Contributions Over Compassion: Why We Need More Trials to Prove the Medical Benefits of Cannabis
Maximum Yield's Kyle L. Ladenburger examines the struck-down bill that would have opened the door for FDA trials designed to examine the efficacy of using MMJ to battle the opiate epidemic.
In May 2016, the United States House Rules Committee took into consideration a bill designed to create a task force to investigate current practices of pain management and pain medication prescribing in an effort to help combat the ongoing opioid epidemic. The task force will be comprised of several government agencies including the Drug Enforcement Administration (DEA), the Food & Drug Administration (FDA) and the Office of National Drug Control Policy.
Two proposed amendments to the bill were brought to the floor that would have included investigations into the efficacy and potential of medicinal cannabis as an alternative to opioid painkillers and both were immediately denied.
The first amendment was from Republican representative Dana Rohrbacher (California) and would have required the task force to study the potential for marijuana to serve as an alternative to opioids for pain management.
The second amendment, brought forth by Democrat representative Jared Polis (Colorado), would have required the Centers for Disease Control & Prevention (CDC) and the National Institutes of Health (NIH) to investigate the differences between medical applications of marijuana and opioids for pain management.
Representative Polis’s amendment also required an official study of opioid overdose rates between states that do not allow medicinal cannabis use and those that do. Recent studies have shown that on average opioid painkiller overdose is almost 25% lower in states with medicinal cannabis laws.
The problem? Both amendments were quietly voted down as the committee ruled them to be out of order. The opioid epidemic in the United States is extremely widespread, affecting people from all walks of life. The rampant prescribing of opioid painkillers such as Oxycodone and Fentanyl has resulted in millions of people becoming addicted to the substances.
“[S]ince the year 2000 opioid related deaths have risen by more than 200%, with more than half a million people losing their lives—lives that could have possibly been saved with the simple addition of medicinal cannabis to their normal pain management routine.”
Reports from the CDC show that in 2014, more than 47,000 people died from some type of drug overdose, up 14% from 2013. Opioids have been found to be the relevant cause of nearly 61% of all overdoses. This means that in 2014 alone more than 28,000 people lost their lives to some type of opioid overdose.
Between 2013 and 2014, prescription opioid-related deaths rose at least 10% and deaths from heroin, the cheaper alternative, rose more than 26%. The numbers are truly staggering and since the year 2000 opioid related deaths have risen by more than 200%, with more than half a million people losing their lives—lives that could have possibly been saved with the simple addition of medicinal cannabis to their normal pain management routine.

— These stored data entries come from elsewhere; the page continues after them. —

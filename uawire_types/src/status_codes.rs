// This file is @generated from the StatusCode table of the OPC UA
// specification (Opc.Ua.StatusCodes.csv). Do not edit by hand.

/// Code/symbol pairs sorted by code for binary search.
pub(crate) static STATUS_CODE_NAMES: &[(u32, &str)] = &[
    (0x0000_0000, "Good"),
    (0x002D_0000, "Good_SubscriptionTransferred"),
    (0x002E_0000, "Good_CompletesAsynchronously"),
    (0x002F_0000, "Good_Overload"),
    (0x0030_0000, "Good_Clamped"),
    (0x0096_0000, "Good_LocalOverride"),
    (0x00A2_0000, "Good_EntryInserted"),
    (0x00A3_0000, "Good_EntryReplaced"),
    (0x00A5_0000, "Good_NoData"),
    (0x00A6_0000, "Good_MoreData"),
    (0x00A7_0000, "Good_CommunicationEvent"),
    (0x00A8_0000, "Good_ShutdownEvent"),
    (0x00A9_0000, "Good_CallAgain"),
    (0x00AA_0000, "Good_NonCriticalTimeout"),
    (0x00BA_0000, "Good_ResultsMayBeIncomplete"),
    (0x00D9_0000, "Good_DataIgnored"),
    (0x00DC_0000, "Good_Edited"),
    (0x00DD_0000, "Good_PostActionFailed"),
    (0x00DF_0000, "Good_RetransmissionQueueNotSupported"),
    (0x00E0_0000, "Good_DependentValueChanged"),
    (0x4000_0000, "Uncertain"),
    (0x406C_0000, "Uncertain_ReferenceOutOfServer"),
    (0x408F_0000, "Uncertain_NoCommunicationLastUsableValue"),
    (0x4090_0000, "Uncertain_LastUsableValue"),
    (0x4091_0000, "Uncertain_SubstituteValue"),
    (0x4092_0000, "Uncertain_InitialValue"),
    (0x4093_0000, "Uncertain_SensorNotAccurate"),
    (0x4094_0000, "Uncertain_EngineeringUnitsExceeded"),
    (0x4095_0000, "Uncertain_SubNormal"),
    (0x40A4_0000, "Uncertain_DataSubNormal"),
    (0x40BC_0000, "Uncertain_ReferenceNotDeleted"),
    (0x40C0_0000, "Uncertain_NotAllNodesAvailable"),
    (0x40DE_0000, "Uncertain_DominantValueChanged"),
    (0x40E2_0000, "Uncertain_DependentValueChanged"),
    (0x8000_0000, "Bad"),
    (0x8001_0000, "Bad_UnexpectedError"),
    (0x8002_0000, "Bad_InternalError"),
    (0x8003_0000, "Bad_OutOfMemory"),
    (0x8004_0000, "Bad_ResourceUnavailable"),
    (0x8005_0000, "Bad_CommunicationError"),
    (0x8006_0000, "Bad_EncodingError"),
    (0x8007_0000, "Bad_DecodingError"),
    (0x8008_0000, "Bad_EncodingLimitsExceeded"),
    (0x8009_0000, "Bad_UnknownResponse"),
    (0x800A_0000, "Bad_Timeout"),
    (0x800B_0000, "Bad_ServiceUnsupported"),
    (0x800C_0000, "Bad_Shutdown"),
    (0x800D_0000, "Bad_ServerNotConnected"),
    (0x800E_0000, "Bad_ServerHalted"),
    (0x800F_0000, "Bad_NothingToDo"),
    (0x8010_0000, "Bad_TooManyOperations"),
    (0x8011_0000, "Bad_DataTypeIdUnknown"),
    (0x8012_0000, "Bad_CertificateInvalid"),
    (0x8013_0000, "Bad_SecurityChecksFailed"),
    (0x8014_0000, "Bad_CertificateTimeInvalid"),
    (0x8015_0000, "Bad_CertificateIssuerTimeInvalid"),
    (0x8016_0000, "Bad_CertificateHostNameInvalid"),
    (0x8017_0000, "Bad_CertificateUriInvalid"),
    (0x8018_0000, "Bad_CertificateUseNotAllowed"),
    (0x8019_0000, "Bad_CertificateIssuerUseNotAllowed"),
    (0x801A_0000, "Bad_CertificateUntrusted"),
    (0x801B_0000, "Bad_CertificateRevocationUnknown"),
    (0x801C_0000, "Bad_CertificateIssuerRevocationUnknown"),
    (0x801D_0000, "Bad_CertificateRevoked"),
    (0x801E_0000, "Bad_CertificateIssuerRevoked"),
    (0x801F_0000, "Bad_UserAccessDenied"),
    (0x8020_0000, "Bad_IdentityTokenInvalid"),
    (0x8021_0000, "Bad_IdentityTokenRejected"),
    (0x8022_0000, "Bad_SecureChannelIdInvalid"),
    (0x8023_0000, "Bad_InvalidTimestamp"),
    (0x8024_0000, "Bad_NonceInvalid"),
    (0x8025_0000, "Bad_SessionIdInvalid"),
    (0x8026_0000, "Bad_SessionClosed"),
    (0x8027_0000, "Bad_SessionNotActivated"),
    (0x8028_0000, "Bad_SubscriptionIdInvalid"),
    (0x802A_0000, "Bad_RequestHeaderInvalid"),
    (0x802B_0000, "Bad_TimestampsToReturnInvalid"),
    (0x802C_0000, "Bad_RequestCancelledByClient"),
    (0x8031_0000, "Bad_NoCommunication"),
    (0x8032_0000, "Bad_WaitingForInitialData"),
    (0x8033_0000, "Bad_NodeIdInvalid"),
    (0x8034_0000, "Bad_NodeIdUnknown"),
    (0x8035_0000, "Bad_AttributeIdInvalid"),
    (0x8036_0000, "Bad_IndexRangeInvalid"),
    (0x8037_0000, "Bad_IndexRangeNoData"),
    (0x8038_0000, "Bad_DataEncodingInvalid"),
    (0x8039_0000, "Bad_DataEncodingUnsupported"),
    (0x803A_0000, "Bad_NotReadable"),
    (0x803B_0000, "Bad_NotWritable"),
    (0x803C_0000, "Bad_OutOfRange"),
    (0x803D_0000, "Bad_NotSupported"),
    (0x803E_0000, "Bad_NotFound"),
    (0x803F_0000, "Bad_ObjectDeleted"),
    (0x8040_0000, "Bad_NotImplemented"),
    (0x8041_0000, "Bad_MonitoringModeInvalid"),
    (0x8042_0000, "Bad_MonitoredItemIdInvalid"),
    (0x8043_0000, "Bad_MonitoredItemFilterInvalid"),
    (0x8044_0000, "Bad_MonitoredItemFilterUnsupported"),
    (0x8045_0000, "Bad_FilterNotAllowed"),
    (0x8046_0000, "Bad_StructureMissing"),
    (0x8047_0000, "Bad_EventFilterInvalid"),
    (0x8048_0000, "Bad_ContentFilterInvalid"),
    (0x8049_0000, "Bad_FilterOperandInvalid"),
    (0x804A_0000, "Bad_ContinuationPointInvalid"),
    (0x804B_0000, "Bad_NoContinuationPoints"),
    (0x804C_0000, "Bad_ReferenceTypeIdInvalid"),
    (0x804D_0000, "Bad_BrowseDirectionInvalid"),
    (0x804E_0000, "Bad_NodeNotInView"),
    (0x804F_0000, "Bad_ServerUriInvalid"),
    (0x8050_0000, "Bad_ServerNameMissing"),
    (0x8051_0000, "Bad_DiscoveryUrlMissing"),
    (0x8052_0000, "Bad_SempahoreFileMissing"),
    (0x8053_0000, "Bad_RequestTypeInvalid"),
    (0x8054_0000, "Bad_SecurityModeRejected"),
    (0x8055_0000, "Bad_SecurityPolicyRejected"),
    (0x8056_0000, "Bad_TooManySessions"),
    (0x8057_0000, "Bad_UserSignatureInvalid"),
    (0x8058_0000, "Bad_ApplicationSignatureInvalid"),
    (0x8059_0000, "Bad_NoValidCertificates"),
    (0x805A_0000, "Bad_RequestCancelledByRequest"),
    (0x805B_0000, "Bad_ParentNodeIdInvalid"),
    (0x805C_0000, "Bad_ReferenceNotAllowed"),
    (0x805D_0000, "Bad_NodeIdRejected"),
    (0x805E_0000, "Bad_NodeIdExists"),
    (0x805F_0000, "Bad_NodeClassInvalid"),
    (0x8060_0000, "Bad_BrowseNameInvalid"),
    (0x8061_0000, "Bad_BrowseNameDuplicated"),
    (0x8062_0000, "Bad_NodeAttributesInvalid"),
    (0x8063_0000, "Bad_TypeDefinitionInvalid"),
    (0x8064_0000, "Bad_SourceNodeIdInvalid"),
    (0x8065_0000, "Bad_TargetNodeIdInvalid"),
    (0x8066_0000, "Bad_DuplicateReferenceNotAllowed"),
    (0x8067_0000, "Bad_InvalidSelfReference"),
    (0x8068_0000, "Bad_ReferenceLocalOnly"),
    (0x8069_0000, "Bad_NoDeleteRights"),
    (0x806A_0000, "Bad_ServerIndexInvalid"),
    (0x806B_0000, "Bad_ViewIdUnknown"),
    (0x806D_0000, "Bad_TooManyMatches"),
    (0x806E_0000, "Bad_QueryTooComplex"),
    (0x806F_0000, "Bad_NoMatch"),
    (0x8070_0000, "Bad_MaxAgeInvalid"),
    (0x8071_0000, "Bad_HistoryOperationInvalid"),
    (0x8072_0000, "Bad_HistoryOperationUnsupported"),
    (0x8073_0000, "Bad_WriteNotSupported"),
    (0x8074_0000, "Bad_TypeMismatch"),
    (0x8075_0000, "Bad_MethodInvalid"),
    (0x8076_0000, "Bad_ArgumentsMissing"),
    (0x8077_0000, "Bad_TooManySubscriptions"),
    (0x8078_0000, "Bad_TooManyPublishRequests"),
    (0x8079_0000, "Bad_NoSubscription"),
    (0x807A_0000, "Bad_SequenceNumberUnknown"),
    (0x807B_0000, "Bad_MessageNotAvailable"),
    (0x807C_0000, "Bad_InsufficientClientProfile"),
    (0x807D_0000, "Bad_TcpServerTooBusy"),
    (0x807E_0000, "Bad_TcpMessageTypeInvalid"),
    (0x807F_0000, "Bad_TcpSecureChannelUnknown"),
    (0x8080_0000, "Bad_TcpMessageTooLarge"),
    (0x8081_0000, "Bad_TcpNotEnoughResources"),
    (0x8082_0000, "Bad_TcpInternalError"),
    (0x8083_0000, "Bad_TcpEndpointUrlInvalid"),
    (0x8084_0000, "Bad_RequestInterrupted"),
    (0x8085_0000, "Bad_RequestTimeout"),
    (0x8086_0000, "Bad_SecureChannelClosed"),
    (0x8087_0000, "Bad_SecureChannelTokenUnknown"),
    (0x8088_0000, "Bad_SequenceNumberInvalid"),
    (0x8089_0000, "Bad_ConfigurationError"),
    (0x808A_0000, "Bad_NotConnected"),
    (0x808B_0000, "Bad_DeviceFailure"),
    (0x808C_0000, "Bad_SensorFailure"),
    (0x808D_0000, "Bad_OutOfService"),
    (0x808E_0000, "Bad_DeadbandFilterInvalid"),
    (0x8097_0000, "Bad_RefreshInProgress"),
    (0x8098_0000, "Bad_ConditionAlreadyDisabled"),
    (0x8099_0000, "Bad_ConditionDisabled"),
    (0x809A_0000, "Bad_EventIdUnknown"),
    (0x809B_0000, "Bad_NoData"),
    (0x809D_0000, "Bad_DataLost"),
    (0x809E_0000, "Bad_DataUnavailable"),
    (0x809F_0000, "Bad_EntryExists"),
    (0x80A0_0000, "Bad_NoEntryExists"),
    (0x80A1_0000, "Bad_TimestampNotSupported"),
    (0x80AB_0000, "Bad_InvalidArgument"),
    (0x80AC_0000, "Bad_ConnectionRejected"),
    (0x80AD_0000, "Bad_Disconnect"),
    (0x80AE_0000, "Bad_ConnectionClosed"),
    (0x80AF_0000, "Bad_InvalidState"),
    (0x80B0_0000, "Bad_EndOfStream"),
    (0x80B1_0000, "Bad_NoDataAvailable"),
    (0x80B2_0000, "Bad_WaitingForResponse"),
    (0x80B3_0000, "Bad_OperationAbandoned"),
    (0x80B4_0000, "Bad_ExpectedStreamToBlock"),
    (0x80B5_0000, "Bad_WouldBlock"),
    (0x80B6_0000, "Bad_SyntaxError"),
    (0x80B7_0000, "Bad_MaxConnectionsReached"),
    (0x80B8_0000, "Bad_RequestTooLarge"),
    (0x80B9_0000, "Bad_ResponseTooLarge"),
    (0x80BB_0000, "Bad_EventNotAcknowledgeable"),
    (0x80BD_0000, "Bad_InvalidTimestampArgument"),
    (0x80BE_0000, "Bad_ProtocolVersionUnsupported"),
    (0x80BF_0000, "Bad_StateNotActive"),
    (0x80C1_0000, "Bad_FilterOperatorInvalid"),
    (0x80C2_0000, "Bad_FilterOperatorUnsupported"),
    (0x80C3_0000, "Bad_FilterOperandCountMismatch"),
    (0x80C4_0000, "Bad_FilterElementInvalid"),
    (0x80C5_0000, "Bad_FilterLiteralInvalid"),
    (0x80C6_0000, "Bad_IdentityChangeNotSupported"),
    (0x80C8_0000, "Bad_NotTypeDefinition"),
    (0x80C9_0000, "Bad_ViewTimestampInvalid"),
    (0x80CA_0000, "Bad_ViewParameterMismatch"),
    (0x80CB_0000, "Bad_ViewVersionInvalid"),
    (0x80CC_0000, "Bad_ConditionAlreadyEnabled"),
    (0x80CD_0000, "Bad_DialogNotActive"),
    (0x80CE_0000, "Bad_DialogResponseInvalid"),
    (0x80CF_0000, "Bad_ConditionBranchAlreadyAcked"),
    (0x80D0_0000, "Bad_ConditionBranchAlreadyConfirmed"),
    (0x80D1_0000, "Bad_ConditionAlreadyShelved"),
    (0x80D2_0000, "Bad_ConditionNotShelved"),
    (0x80D3_0000, "Bad_ShelvingTimeOutOfRange"),
    (0x80D4_0000, "Bad_AggregateListMismatch"),
    (0x80D5_0000, "Bad_AggregateNotSupported"),
    (0x80D6_0000, "Bad_AggregateInvalidInputs"),
    (0x80D7_0000, "Bad_BoundNotFound"),
    (0x80D8_0000, "Bad_BoundNotSupported"),
    (0x80DA_0000, "Bad_AggregateConfigurationRejected"),
    (0x80DB_0000, "Bad_TooManyMonitoredItems"),
    (0x80E1_0000, "Bad_DominantValueChanged"),
    (0x80E3_0000, "Bad_DependentValueChanged"),
    (0x80E4_0000, "Bad_RequestNotAllowed"),
    (0x80E6_0000, "Bad_SecurityModeInsufficient"),
    (0x810D_0000, "Bad_CertificateChainIncomplete"),
    (0x8111_0000, "Bad_NotExecutable"),
    (0x8113_0000, "Bad_RequestNotComplete"),
    (0x8114_0000, "Bad_CertificatePolicyCheckFailed"),
    (0x8115_0000, "Bad_AlreadyExists"),
];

One reason congress refuses to recognize the medical benefits of cannabis is because of the federal stance on the plant itself. In 1972, President Nixon signed into law a bill called the Controlled Substance Act that put into place a national drug classification program. This act placed cannabis into the Schedule 1 drug bracket. Schedule 1 drugs are narcotic substances that “have no medicinal benefits.”
Because of this classification the federal government does not allow testing or studies on the medicinal benefits of cannabis and are unwilling to recognize what is becoming the prevailing belief that cannabis has beneficial medicinal applications.
However, in a wild twist of contradiction, since 2003 the US government has held U.S. Patent 6630507 that states unequivocally that cannabinoids “can be useful in the prevention and treatment of a variety of diseases, including trauma, stroke, Parkinson’s and Alzheimer’s.” Furthermore, the FDA has granted approval to a synthetic, pharmaceutical version of THC called Marinol.
Another reason congress refuses to accept cannabis as viable alternative to opioids is likely due to the close relationship they hold with pharmaceutical companies. The pharmaceutical industry is by far the biggest congressional lobbyist and one of the main sources of funding for political campaigns.
In 2015 alone, Big Pharma lobbied or donated to congressional members more than $200 million dollars, far exceeding the next big funding machine—the insurance companies. It’s understandable why pharmaceutical companies are worried about the rise of medicinal cannabis.
They know that if medicinal cannabis becomes accepted on the national level it will undoubtedly cut into prescription opioid profits. This begs the question: If Big Pharma’s money is so important to so many of our political leaders’ campaigns, aren’t the our “leaders” simply choosing contributions over compassion?